Поэтика опубликованного в этом же номере журнала рассказа Асара Эппеля "Чужой тогда в пейзаже" удивительнейшим образом гармонирует с поэтикой вышеописанной "Хромой утки". Во-первых, Эппель строит свои рассказы из давно начатого цикла "Травяная улица" на том же ностальгическом переживании, которым питается и буйдовская муза. Во-вторых, тот натуралистическо-реалистический метод, с помощью которого создавались его более ранние рассказы, видимо, Эппелю поднадоел, так что здесь он изменяет ему с давно облюбованным Буйдой гротеском, претендующим на многозначительность.

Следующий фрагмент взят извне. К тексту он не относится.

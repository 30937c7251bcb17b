pub mod handshake;
pub mod message;
pub mod session;
//! Tracker client (spec §4.4): resolves peers for a torrent by iterating
//! announce tiers in order, trying HTTP(S) or UDP depending on URL scheme,
//! and returning the first non-empty peer list.

pub mod http;
pub mod udp;

use crate::error::TrackerError;
use std::net::{Ipv4Addr, SocketAddr, SocketAddrV4};
use std::time::Duration;
use url::Url;

/// Fixed per-call timeout recommended by spec §4.4.
pub const CALL_TIMEOUT: Duration = Duration::from_secs(5);

#[derive(Debug, Clone, Copy)]
pub struct AnnounceParams<'a> {
    pub info_hash: &'a [u8; 20],
    pub peer_id: &'a [u8; 20],
    pub port: u16,
    pub uploaded: u64,
    pub downloaded: u64,
    pub left: u64,
}

/// Tries each tier URL in order; returns the first non-empty peer list, or
/// `TrackerError::NoPeers` once every URL has failed or returned nothing.
pub fn announce_tiers(
    tiers: &[String],
    params: AnnounceParams<'_>,
) -> Result<Vec<SocketAddr>, TrackerError> {
    for url in tiers {
        let peers = match announce_one(url, params) {
            Ok(peers) => peers,
            Err(err) => {
                log::warn!("tracker {url} failed: {err}");
                continue;
            }
        };
        if !peers.is_empty() {
            return Ok(peers);
        }
        log::warn!("tracker {url} returned no peers");
    }
    Err(TrackerError::NoPeers)
}

fn announce_one(url: &str, params: AnnounceParams<'_>) -> Result<Vec<SocketAddr>, TrackerError> {
    let parsed = Url::parse(url).map_err(|_| TrackerError::UnsupportedUrl(url.to_string()))?;
    match parsed.scheme() {
        "http" | "https" => http::announce(&parsed, params),
        "udp" => udp::announce(&parsed, params),
        other => Err(TrackerError::UnsupportedUrl(other.to_string())),
    }
}

pub(crate) fn socket_addr_v4(octets: [u8; 4], port: u16) -> SocketAddr {
    SocketAddr::V4(SocketAddrV4::new(Ipv4Addr::from(octets), port))
}

#[cfg(test)]
mod tests {
    use super::*;

    #[test]
    fn no_peers_when_all_tiers_fail() {
        let info_hash = [0u8; 20];
        let peer_id = [0u8; 20];
        let params = AnnounceParams {
            info_hash: &info_hash,
            peer_id: &peer_id,
            port: 6889,
            uploaded: 0,
            downloaded: 0,
            left: 0,
        };
        let result = announce_tiers(&["not a url at all".to_string()], params);
        assert!(matches!(result, Err(TrackerError::NoPeers)));
    }
}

Рассказ строится таким образом, чтобы противопоставить прописанный с тщательностью малых голландцев низменно-бытовой пласт какому-то пунктирно намеченному пласту, но, очевидно, и содержащему в себе всю соль. Пока Эппель держится привычной ему колеи, ему удается достигать определенного художественного эффекта. Эппелю вообще удаются мигом схваченные и одной фразой обрисованные образы предметного мира. Чего стоит какой-нибудь выхваченный из трещины на асфальте "обрывок шнурка, с которым в пору июльских ливней искал покумиться червяк".

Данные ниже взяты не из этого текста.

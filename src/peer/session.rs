//! Outbound peer wire protocol state machine (spec §4.5). One `PeerSession`
//! owns one TCP connection end to end: handshake, initial bitfield +
//! interested, then a message loop polled on a short timeout so the
//! download state machine can pump requests and the caller can observe
//! `ControlState` between reads. The connection scaffold this replaces
//! buffered entire messages with blocking reads and had no download
//! state machine at all — it only relayed messages to a channel.

use crate::bitfield::BitField;
use crate::control::ControlState;
use crate::error::{HandshakeError, ProtocolError};
use crate::peer::handshake::Handshake;
use crate::peer::message::Message;
use crate::storage::Storage;
use mio::net::TcpStream;
use mio::{Events, Interest, Poll, Token};
use std::io::{ErrorKind, Read, Write};
use std::sync::Arc;
use std::time::{Duration, Instant};

const POLL_TIMEOUT: Duration = Duration::from_millis(100);
const HANDSHAKE_TIMEOUT: Duration = Duration::from_secs(5);
const BLOCK_SIZE: u32 = 16384;
const TOKEN: Token = Token(0);

#[derive(Debug)]
enum DownloadState {
    Idle,
    AwaitingPiece { index: usize, buffer: Vec<u8> },
}

pub struct PeerSession {
    stream: TcpStream,
    poll: Poll,
    events: Events,
    storage: Arc<Storage>,
    control: Arc<ControlState>,
    info_hash: [u8; 20],
    peer_choking: bool,
    am_interested: bool,
    peer_bitfield: BitField,
    state: DownloadState,
    read_buf: Vec<u8>,
}

impl PeerSession {
    /// Takes ownership of an already-connected stream (the coordinator is
    /// responsible for the connect-with-timeout per spec §4.7) and runs
    /// the handshake plus message loop to completion.
    pub fn run(
        mut stream: TcpStream,
        storage: Arc<Storage>,
        control: Arc<ControlState>,
        info_hash: [u8; 20],
        our_peer_id: [u8; 20],
    ) -> Result<(), SessionError> {
        let mut poll = Poll::new().map_err(HandshakeError::Io)?;
        poll.registry()
            .register(&mut stream, TOKEN, Interest::READABLE | Interest::WRITABLE)
            .map_err(HandshakeError::Io)?;
        let mut events = Events::with_capacity(16);

        do_handshake(&mut stream, &mut poll, &mut events, &info_hash, our_peer_id)?;

        let mut session = PeerSession {
            stream,
            poll,
            events,
            storage,
            control,
            info_hash,
            peer_choking: true,
            am_interested: false,
            peer_bitfield: BitField::new(0),
            state: DownloadState::Idle,
            read_buf: Vec::new(),
        };
        session.peer_bitfield = BitField::new(session.storage.total_pieces());

        session.send(&Message::Bitfield(session.storage.bitfield()))?;
        session.send(&Message::Interested)?;
        session.am_interested = true;

        session.message_loop()
    }

    fn message_loop(&mut self) -> Result<(), SessionError> {
        loop {
            if self.storage.is_complete() {
                return Ok(());
            }
            if self.control.is_stopped() {
                return Ok(());
            }
            self.poll
                .poll(&mut self.events, Some(POLL_TIMEOUT))
                .map_err(SessionError::Io)?;

            let mut closed = false;
            for event in self.events.iter() {
                if event.token() != TOKEN {
                    continue;
                }
                if event.is_readable() {
                    closed = closed || self.drain_readable()?;
                }
            }
            self.process_buffered_messages()?;
            if closed {
                return Ok(());
            }
            if self.control.is_stopped() {
                return Ok(());
            }
            self.pump_request()?;
        }
    }

    fn drain_readable(&mut self) -> Result<bool, SessionError> {
        let mut buf = [0u8; 65536];
        loop {
            match self.stream.read(&mut buf) {
                Ok(0) => return Ok(true),
                Ok(n) => self.read_buf.extend_from_slice(&buf[..n]),
                Err(e) if e.kind() == ErrorKind::WouldBlock => return Ok(false),
                Err(e) if e.kind() == ErrorKind::Interrupted => continue,
                Err(e) => return Err(SessionError::Io(e)),
            }
        }
    }

    fn process_buffered_messages(&mut self) -> Result<(), SessionError> {
        loop {
            let frame_len = match Message::frame_len(&self.read_buf) {
                Some(len) => len,
                None => return Ok(()),
            };
            if self.read_buf.len() < frame_len {
                return Ok(());
            }
            let frame = self.read_buf[..frame_len].to_vec();
            self.read_buf.drain(..frame_len);
            let message = Message::deserialize(&frame)?;
            self.handle_message(message)?;
        }
    }

    fn handle_message(&mut self, message: Message) -> Result<(), SessionError> {
        match message {
            Message::KeepAlive => {}
            Message::Choke => {
                self.peer_choking = true;
                self.state = DownloadState::Idle;
            }
            Message::Unchoke => {
                self.peer_choking = false;
            }
            Message::Interested => {
                self.send(&Message::Unchoke)?;
            }
            Message::NotInterested => {}
            Message::Have(index) => {
                if (index as usize) < self.peer_bitfield.len() {
                    self.peer_bitfield.set(index as usize);
                }
            }
            Message::Bitfield(payload) => {
                self.peer_bitfield =
                    BitField::from_wire_payload(&payload, self.storage.total_pieces());
            }
            Message::Request(index, begin, length) => {
                self.serve_request(index, begin, length)?;
            }
            Message::Piece(index, begin, block) => {
                self.handle_piece(index, begin, block)?;
            }
            Message::Cancel(..) => {}
        }
        Ok(())
    }

    fn serve_request(&mut self, index: u32, begin: u32, length: u32) -> Result<(), SessionError> {
        if !self.storage.has_piece(index as usize) {
            return Ok(());
        }
        let block = self
            .storage
            .read_piece(index as usize, begin as u64, length as u64)
            .map_err(SessionError::Storage)?;
        self.send(&Message::Piece(index, begin, block))
    }

    fn handle_piece(&mut self, index: u32, begin: u32, block: Vec<u8>) -> Result<(), SessionError> {
        let (expected_index, buffer) = match &mut self.state {
            DownloadState::AwaitingPiece { index, buffer } => (*index, buffer),
            DownloadState::Idle => return Ok(()),
        };
        if index as usize != expected_index || begin as usize != buffer.len() {
            log::warn!(
                "ignoring out-of-order piece block: index={index} begin={begin} expected_index={expected_index} expected_begin={}",
                buffer.len()
            );
            return Ok(());
        }
        buffer.extend_from_slice(&block);
        let piece_len = self.storage.piece_length_of(expected_index) as usize;
        if buffer.len() < piece_len {
            let downloaded = buffer.len() as u32;
            return self.request_next_block(expected_index, downloaded);
        }
        let complete = std::mem::take(buffer);
        if self.storage.verify_piece(expected_index, &complete) {
            self.storage
                .write_piece(expected_index, &complete)
                .map_err(SessionError::Storage)?;
            self.storage.mark_completed(expected_index);
        } else {
            log::warn!("piece {expected_index} failed verification, discarding");
        }
        self.state = DownloadState::Idle;
        Ok(())
    }

    fn pump_request(&mut self) -> Result<(), SessionError> {
        if self.peer_choking {
            return Ok(());
        }
        match &self.state {
            DownloadState::AwaitingPiece { .. } => Ok(()),
            DownloadState::Idle => {
                let next = (0..self.storage.total_pieces())
                    .find(|&k| self.peer_bitfield.has_piece(k) && !self.storage.has_piece(k));
                let Some(index) = next else { return Ok(()) };
                self.state = DownloadState::AwaitingPiece {
                    index,
                    buffer: Vec::new(),
                };
                self.request_next_block(index, 0)
            }
        }
    }

    fn request_next_block(&mut self, index: usize, downloaded: u32) -> Result<(), SessionError> {
        let piece_len = self.storage.piece_length_of(index) as u32;
        let length = BLOCK_SIZE.min(piece_len - downloaded);
        self.send(&Message::Request(index as u32, downloaded, length))
    }

    fn send(&mut self, message: &Message) -> Result<(), SessionError> {
        let bytes = message.serialize();
        write_all_blocking(&mut self.stream, &mut self.poll, &mut self.events, &bytes)
    }
}

fn do_handshake(
    stream: &mut TcpStream,
    poll: &mut Poll,
    events: &mut Events,
    info_hash: &[u8; 20],
    our_peer_id: [u8; 20],
) -> Result<Handshake, HandshakeError> {
    let outbound = Handshake::new(*info_hash, our_peer_id);
    write_all_blocking(stream, poll, events, &outbound.to_bytes()).map_err(|e| match e {
        SessionError::Io(io) => HandshakeError::Io(io),
        _ => HandshakeError::Truncated(0),
    })?;

    let deadline = Instant::now() + HANDSHAKE_TIMEOUT;
    let mut buf = Vec::with_capacity(68);
    while buf.len() < 68 {
        let remaining = deadline.saturating_duration_since(Instant::now());
        if remaining.is_zero() {
            return Err(HandshakeError::Truncated(buf.len()));
        }
        poll.poll(events, Some(remaining)).map_err(HandshakeError::Io)?;
        for event in events.iter() {
            if event.token() != TOKEN || !event.is_readable() {
                continue;
            }
            let mut chunk = [0u8; 68];
            match stream.read(&mut chunk) {
                Ok(0) => return Err(HandshakeError::Truncated(buf.len())),
                Ok(n) => buf.extend_from_slice(&chunk[..n]),
                Err(e) if e.kind() == ErrorKind::WouldBlock => {}
                Err(e) => return Err(HandshakeError::Io(e)),
            }
        }
    }

    let handshake = Handshake::from_bytes(&buf)?;
    handshake.validate(info_hash)?;
    Ok(handshake)
}

fn write_all_blocking(
    stream: &mut TcpStream,
    poll: &mut Poll,
    events: &mut Events,
    bytes: &[u8],
) -> Result<(), SessionError> {
    let mut written = 0;
    while written < bytes.len() {
        match stream.write(&bytes[written..]) {
            Ok(n) => written += n,
            Err(e) if e.kind() == ErrorKind::WouldBlock => {
                poll.poll(events, Some(POLL_TIMEOUT)).map_err(SessionError::Io)?;
            }
            Err(e) if e.kind() == ErrorKind::Interrupted => {}
            Err(e) => return Err(SessionError::Io(e)),
        }
    }
    Ok(())
}

#[derive(Debug, thiserror::Error)]
pub enum SessionError {
    #[error("handshake failed: {0}")]
    Handshake(#[from] HandshakeError),
    #[error("protocol error: {0}")]
    Protocol(#[from] ProtocolError),
    #[error("storage error: {0}")]
    Storage(crate::error::StorageError),
    #[error("socket error: {0}")]
    Io(std::io::Error),
}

Но автором, к несчастью, задуман и второй план. Этот план начинает выявляться где-то во второй половине рассказа, достигая апогея в финале, благодаря чему общий смысл становится темен до непрочитываемости. Этот вломившийся в рассказах непрошеный гость ломает уже устоявшуюся к середине повествования конструкцию, уничтожая даже то впечатление, которое уже успело на тот момент сформироваться. Несчастная страсть наших писателей усложнять простые вещи не проходит для этих вещей даром. Отражаясь в кривых зеркалах их творческих лабораторий, они утрачивают свое природное совершенство, превращаясь в вещи, может, и многозначительные, но в этой своей напыщенной многозначительности во многом бессмысленные. Пока шнурок ищет покумиться с червяком, это прежде выглядит, как разумный выбор, но когда его против воли тащат под венец с райской птицей, остается только подивиться ослеплению свахи, пытающейся состряпать столь неравный брак.